At 2 weeks to 3 months:

  • circulation improves
  • walking becomes easier
  • lung function increases
Are you kidding me? I'll be dead long before I can walk to the corner store to buy a pack of smokes.


The rest just makes me want to laugh...these people do NOT understand the mindset of a smoker. Telling me that 15 years from now, no one will know I ever smoked doesn't do much for me. Particularly since everyone I run into keeps saying, "Huh, you smoke?
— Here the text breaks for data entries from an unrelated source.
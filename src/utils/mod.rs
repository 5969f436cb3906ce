//! Common utilities and helper functions
//!
//! This module provides shared utilities used across the application.

pub mod error;
pub mod retry;

use anyhow::{Context, Result};
use regex::Regex;
use std::sync::OnceLock;
use url::Url;

/// Normalize whitespace in text
pub fn normalize_whitespace(text: &str) -> String {
    static WHITESPACE_RE: OnceLock<Regex> = OnceLock::new();

    let re = WHITESPACE_RE.get_or_init(|| Regex::new(r"\s+").expect("Invalid regex pattern"));

    re.replace_all(text.trim(), " ").to_string()
}

/// Extract domain from URL
pub fn extract_domain(url: &str) -> Result<String> {
    let parsed = Url::parse(url).context("Invalid URL")?;

    parsed
        .host_str()
        .map(|s| s.to_string())
        .context("No host in URL")
}

/// Strip markup tags from feed-provided text
///
/// Feed summaries frequently embed HTML fragments. Posts carry plain text,
/// so tags are removed and entities decoded before length accounting.
pub fn strip_markup(text: &str) -> String {
    static TAG_RE: OnceLock<Regex> = OnceLock::new();

    let re = TAG_RE.get_or_init(|| Regex::new(r"<[^>]*>").expect("Invalid regex pattern"));

    let without_tags = re.replace_all(text, " ");
    let decoded = html_escape::decode_html_entities(&without_tags);
    normalize_whitespace(&decoded)
}

/// Truncate text to a maximum number of characters, appending an ellipsis
///
/// Operates on character boundaries so multi-byte text is never split.
pub fn truncate_chars(text: &str, max_chars: usize) -> String {
    if text.chars().count() <= max_chars {
        return text.to_string();
    }

    let kept: String = text.chars().take(max_chars.saturating_sub(1)).collect();
    format!("{}…", kept.trim_end())
}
I never knew that, well good luck with the quitting." GRRRRRRRRRRR

1 to 9 months:

  • coughing, sinus congestion, fatigue, shortness of breath decreases

1 year:

  • excess risk of coronary heart disease is decreased to half that of a smoker

Long-term Benefits of Quitting

At 5 - 15 years:

  • from 5 to 15 years after quitting, stroke risk is reduced to that of people who have never smoked.
  • risk of lung cancer drops to as little as one-half that of continuing smokers
  • risk of cancer of the mouth, throat, esophagus, bladder, kidney, and pancreas decreases
  • risk of ulcer decreases.
At 15 years:
  • risk of coronary heart disease is now similar to that of people who have never smoked
  • risk of death returns to nearly the level of people who have never smoked.
You do realize it will be about this time that I say...what the hell, you only live once, might as well enjoy myself and light up!

-Swapna

PS Just to ensure I've freaked out enough, I'm going to go see how many people love my brother on his myspace site...

2 comments:

Anita said...

OMG 160 comments? I'm jealous too. And that seems wrong somehow. If I ever have a myspace site - I promise to tell you about it.

carlarey said...

Myspace is for children, or for publicizing your band, the digital equilvalent of signing a yearbook. And those 160 greetings are probably from pervs. So there.